Why transport is especially exposed

Transport supply chains present a near perfect environment for identity fraud. A fragmented carrier base means high value loads are routinely handled by operators several tiers removed from the freight owner. Digital freight matching has accelerated this: truckloads now move without any face to face interaction between 3PLs, forwarders, and their contractors. Time pressure compounds the risk. When fulfilment is time critical, following verification protocol to the letter has to be weighed against the cost of disruption, and shortcuts can become routine.

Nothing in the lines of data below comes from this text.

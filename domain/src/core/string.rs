//! String utilities for the domain layer.

/// Truncate a string to a maximum byte length, appending an ellipsis.
///
/// The cut always lands on a UTF-8 character boundary.
pub fn truncate(s: &str, max_len: usize) -> String {
    if s.len() <= max_len {
        return s.to_string();
    }
    let mut end = max_len.saturating_sub(3).min(s.len());
    while end > 0 && !s.is_char_boundary(end) {
        end -= 1;
    }
    format!("{}...", &s[..end])
}

#[cfg(test)]
mod tests {
    use super::*;

    #[test]
    fn test_truncate_short_input_untouched() {
        assert_eq!(truncate("research", 20), "research");
    }

    #[test]
    fn test_truncate_ascii() {
        assert_eq!(truncate("objective summary", 10), "objecti...");
    }

    #[test]
    fn test_truncate_respects_char_boundaries() {
        // "é" is two bytes; a cut inside it must move back
        assert_eq!(truncate("ééééé", 6), "é...");
    }
}
//! Collaborator endpoints from TOML (`[services]` section)
//!
//! ```toml
//! [services]
//! search_url = "http://localhost:8085"
//! scrape_url = "http://localhost:8084"   # remove to download pages directly
//! timeout_secs = 60
//! max_concurrent_fetches = 8
//! ```

use serde::{Deserialize, Serialize};
use std::time::Duration;
use thinker_domain::{ConfigIssue, ConfigIssueCode};

pub const DEFAULT_SEARCH_URL: &str = "http://localhost:8085";
pub const DEFAULT_SCRAPE_URL: &str = "http://localhost:8084";

#[derive(Debug, Clone, PartialEq, Serialize, Deserialize)]
#[serde(default)]
pub struct FileServicesConfig {
    /// Base URL of the search service
    pub search_url: Option<String>,
    /// Base URL of the scrape service
    pub scrape_url: Option<String>,
    /// HTTP timeout for one search or scrape request
    pub timeout_secs: u64,
    /// Upper bound on concurrent page fetches across all tasks
    pub max_concurrent_fetches: usize,
}

impl Default for FileServicesConfig {
    fn default() -> Self {
        Self {
            search_url: Some(DEFAULT_SEARCH_URL.to_string()),
            scrape_url: Some(DEFAULT_SCRAPE_URL.to_string()),
            timeout_secs: 60,
            max_concurrent_fetches: 8,
        }
    }
}

impl FileServicesConfig {
    pub fn timeout(&self) -> Duration {
        Duration::from_secs(self.timeout_secs.max(1))
    }

    /// Configured search URL, ignoring blank values
    pub fn search_url(&self) -> Option<&str> {
        non_blank(self.search_url.as_deref())
    }

    /// Configured scrape URL, ignoring blank values
    pub fn scrape_url(&self) -> Option<&str> {
        non_blank(self.scrape_url.as_deref())
    }

    pub fn validate(&self) -> Vec<ConfigIssue> {
        let mut issues = Vec::new();
        match self.search_url() {
            Some(url) => issues.extend(check_url("services.search_url", url)),
            None => issues.push(ConfigIssue::warning(
                ConfigIssueCode::SearchServiceMissing,
                "services.search_url is not set; search tasks will fail",
            )),
        }
        match self.scrape_url() {
            Some(url) => issues.extend(check_url("services.scrape_url", url)),
            None => issues.push(ConfigIssue::warning(
                ConfigIssueCode::ScrapeServiceMissing,
                "services.scrape_url is not set; pages will be downloaded directly",
            )),
        }
        if self.max_concurrent_fetches == 0 {
            issues.push(ConfigIssue::warning(
                ConfigIssueCode::LimitClamped,
                "services.max_concurrent_fetches is 0, using 1",
            ));
        }
        issues
    }
}

fn non_blank(value: Option<&str>) -> Option<&str> {
    value.map(str::trim).filter(|v| !v.is_empty())
}

/// An error issue unless `url` is an absolute http(s) URL.
pub(super) fn check_url(field: &str, url: &str) -> Option<ConfigIssue> {
    match reqwest::Url::parse(url) {
        Ok(parsed) if matches!(parsed.scheme(), "http" | "https") && parsed.has_host() => None,
        Ok(_) => Some(ConfigIssue::error(
            ConfigIssueCode::InvalidServiceUrl,
            format!("{}: '{}' is not an http(s) URL", field, url),
        )),
        Err(e) => Some(ConfigIssue::error(
            ConfigIssueCode::InvalidServiceUrl,
            format!("{}: '{}' is invalid: {}", field, url, e),
        )),
    }
}
//! Retrieval batch execution for RunResearchUseCase

use super::{RunResearchUseCase, invalid_transition};
use crate::ports::agents::Retriever;
use crate::ports::page_cache::CacheError;
use crate::ports::progress::ProgressNotifier;
use crate::use_cases::shared::cancellable;
use std::sync::Arc;
use thinker_domain::{RunError, RunErrorKind, RunState, TaskId, TaskOutput, TaskPayload};
use tokio::sync::Semaphore;
use tokio::task::JoinSet;
use tokio::time::Instant;
use tracing::{debug, warn};

/// What one retrieval worker hands back to the orchestrator
enum RetrievalResult {
    Done(TaskOutput),
    Failed(String),
    Cache(CacheError),
}

// ==================== RunResearchUseCase Retrieval Methods ====================

impl RunResearchUseCase {
    /// Dispatch every pending retrieval task and wait for all of them.
    ///
    /// Every dispatched task ends `Done` or `Failed` before this returns,
    /// including when a worker panics. A corrupted cache fails the run, but
    /// only after the batch has drained; a cache I/O error fails just its task.
    pub(super) async fn retrieve_batch(
        &self,
        state: &mut RunState,
        deadline: Option<Instant>,
        progress: &dyn ProgressNotifier,
    ) -> Result<(), RunError> {
        let ids = state.queue().pending_retrieval();
        if ids.is_empty() {
            debug!("No pending retrieval tasks");
            return Ok(());
        }

        let limiter = Arc::new(Semaphore::new(self.config.retrieval_concurrency.max(1)));
        let mut join_set = JoinSet::new();

        for id in &ids {
            let id = *id;
            state.queue_mut().start(id).map_err(invalid_transition)?;
            let Some(task) = state.queue().get(id) else {
                continue;
            };
            progress.on_task_start(task);
            debug!("Dispatching task {}: {}", id, task.payload().describe());

            let payload = task.payload().clone();
            let retriever = Arc::clone(&self.retriever);
            let limiter = Arc::clone(&limiter);
            join_set.spawn(async move {
                let _permit = limiter.acquire_owned().await;
                (id, execute_retrieval(retriever.as_ref(), payload).await)
            });
        }

        let mut cache_failure = None;
        loop {
            let joined =
                match cancellable(&self.cancellation_token, deadline, join_set.join_next()).await
                {
                    Ok(joined) => joined,
                    Err(e) => {
                        join_set.abort_all();
                        self.fail_stragglers(state, &ids, &e.message, progress)?;
                        return Err(e);
                    }
                };
            let Some(joined) = joined else {
                break;
            };

            let (id, result) = match joined {
                Ok(value) => value,
                Err(e) => {
                    warn!("Retrieval worker join error: {}", e);
                    continue;
                }
            };

            match result {
                RetrievalResult::Done(output) => {
                    state
                        .queue_mut()
                        .complete(id, output)
                        .map_err(invalid_transition)?;
                    self.notify_complete(state, id, progress);
                }
                RetrievalResult::Failed(message) => {
                    warn!("Task {} failed: {}", id, message);
                    self.fail_task(state, id, message, progress)?;
                }
                RetrievalResult::Cache(e) => {
                    warn!("Task {} hit a cache failure: {}", id, e);
                    self.fail_task(state, id, e.to_string(), progress)?;
                    if matches!(e, CacheError::Corrupted(_)) {
                        cache_failure.get_or_insert(e);
                    }
                }
            }
        }

        self.fail_stragglers(state, &ids, "retrieval worker stopped unexpectedly", progress)?;

        match cache_failure {
            Some(e) => Err(RunError::new(RunErrorKind::CacheCorrupted, e.to_string())),
            None => Ok(()),
        }
    }

    fn fail_stragglers(
        &self,
        state: &mut RunState,
        ids: &[TaskId],
        reason: &str,
        progress: &dyn ProgressNotifier,
    ) -> Result<(), RunError> {
        for id in ids {
            let running = state
                .queue()
                .get(*id)
                .is_some_and(|task| !task.status().is_terminal());
            if running {
                self.fail_task(state, *id, reason.to_string(), progress)?;
            }
        }
        Ok(())
    }
}

async fn execute_retrieval(retriever: &dyn Retriever, payload: TaskPayload) -> RetrievalResult {
    match payload {
        TaskPayload::Search { query } => match retriever.search(&query).await {
            Ok(hits) => RetrievalResult::Done(TaskOutput::SearchResults { query, hits }),
            Err(e) => RetrievalResult::Failed(e.to_string()),
        },
        TaskPayload::Scrape { urls, use_cache } => {
            let results = match retriever.retrieve(&urls, use_cache).await {
                Ok(results) => results,
                Err(e) => return RetrievalResult::Cache(e),
            };
            let (pages, failures): (Vec<_>, Vec<_>) =
                results.into_iter().partition(|result| result.is_ok());
            let pages: Vec<_> = pages.into_iter().filter_map(Result::ok).collect();
            let failures: Vec<_> = failures.into_iter().filter_map(Result::err).collect();

            if pages.is_empty() {
                let message = failures
                    .iter()
                    .map(|f| f.to_string())
                    .collect::<Vec<_>>()
                    .join("; ");
                return RetrievalResult::Failed(if message.is_empty() {
                    "no URLs to fetch".to_string()
                } else {
                    message
                });
            }
            RetrievalResult::Done(TaskOutput::Pages { pages, failures })
        }
        other => RetrievalResult::Failed(format!("{} is not a retrieval task", other.kind())),
    }
}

Email remains the weakest link. It is still the primary method criminals use to deploy fake identities, build trust, and ultimately steal freight or payments. Loss investigators receive multiple identity related fraud alerts every day, and the most common tactic remains phishing emails that impersonate legitimate operators.

The verification gap

Insurers and logistics partners still rely on PDFs, emailed certificates, and manual checks to verify operator identity. That model was never robust. It is now actively dangerous given the ease with which documents can be fabricated or manipulated.

A TEG industry study found that typical 3PL audits cover just 30% of their carrier base on an annual basis. The remaining operators go unchecked. Transport companies entering new territories or relying heavily on spot markets are particularly exposed, where the need to vet new carriers in minutes rather than days leaves little room for due diligence.

The fraud data NaVCIS data shows the total number of recorded freight crimes has remained relatively stable in recent years. However, the value of stolen goods has surged from £68.3 million in 2023 to £111.5 million in 2024. The average value per incident is rising sharply, suggesting criminals are targeting higher value loads.

But these figures represent only the wholesale value of stolen goods. NaVCIS estimates the true cost at between £680 million and £700 million for 2023 alone, once vehicle damage, insurance costs, business disruption, and wider supply chain impact are factored in. Since 2020, the cumulative true cost of freight crime is estimated to have exceeded £1 billion.

Freight liability policies have responded to this threat by limiting the degrees of subcontracting permitted, with some even banning the use of freight exchanges. But this model does not reflect the reality of modern supply chains, which rely on subcontracting to function. Worse, these restrictions are unenforceable without a verifiable chain of custody. The result is that an insurer underwriting a single policyholder is in practice taking on risk across dozens of unknown counterparties, most of whom remain invisible until a claim is made.

What the technology now enables

The most significant change is not simply that better verification tools exist. It is that verification no longer needs to happen in isolation. A verified operator credential can now be recognised across logistics partners, ports, and platforms without being rechecked at every touchpoint. For insurers, this replaces a static document submitted at inception with access to a live verification ecosystem that maintains its integrity throughout the policy term.

Three capabilities underpin this shift.

Biometric identity verification replaces static documents. Facial recognition and location matching confirm that an authorised individual is collecting freight at the right place and time, creating a verifiable chain of custody for every load.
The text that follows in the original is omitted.